**REQUIRED ACTION**
Please give the number of lines in the records below that include "TextureAtlas", with no other output.
-- DATA TO EXAMINE follows --
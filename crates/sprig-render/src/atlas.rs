//! Named source rectangles within a sprite sheet.
//!
//! Atlas files are parsed elsewhere. Whatever loads them fills a
//! [`TextureAtlas`] with one pixel rectangle per named sub-texture, and those
//! rectangles are passed straight to `SpriteBatch::render` as the source.
//!
//! # Example
//!
//! ```
//! use sprig_core::geometry::Rect;
//! use sprig_render::TextureAtlas;
//!
//! let mut atlas = TextureAtlas::new();
//! atlas.insert("player_idle", Rect::new(0, 0, 32, 32));
//! atlas.insert("player_jump", Rect::new(32, 0, 32, 32));
//!
//! assert_eq!(atlas.get("player_jump"), Some(Rect::new(32, 0, 32, 32)));
//! ```

use ahash::HashMap;
use sprig_core::geometry::Rect;

#[derive(Debug, Clone, Default)]
pub struct TextureAtlas {
    regions: HashMap<String, Rect<i32>>,
}

impl TextureAtlas {
    pub fn new() -> Self {
        Self::default()
    }

    /// Add or replace a named region, returning the previous rectangle.
    pub fn insert(&mut self, name: impl Into<String>, source: Rect<i32>) -> Option<Rect<i32>> {
        self.regions.insert(name.into(), source)
    }

    pub fn get(&self, name: &str) -> Option<Rect<i32>> {
        self.regions.get(name).copied()
    }

    pub fn contains(&self, name: &str) -> bool {
        self.regions.contains_key(name)
    }

    pub fn len(&self) -> usize {
        self.regions.len()
    }

    pub fn is_empty(&self) -> bool {
        self.regions.is_empty()
    }

    /// Iterate over every region in arbitrary order.
    pub fn iter(&self) -> impl Iterator<Item = (&str, Rect<i32>)> {
        self.regions.iter().map(|(name, rect)| (name.as_str(), *rect))
    }
}

impl<S: Into<String>> FromIterator<(S, Rect<i32>)> for TextureAtlas {
    fn from_iter<I: IntoIterator<Item = (S, Rect<i32>)>>(iter: I) -> Self {
        Self {
            regions: iter
                .into_iter()
                .map(|(name, rect)| (name.into(), rect))
                .collect(),
        }
    }
}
-- DATA TO EXAMINE concluded --
**EXPECTED ANSWER**
6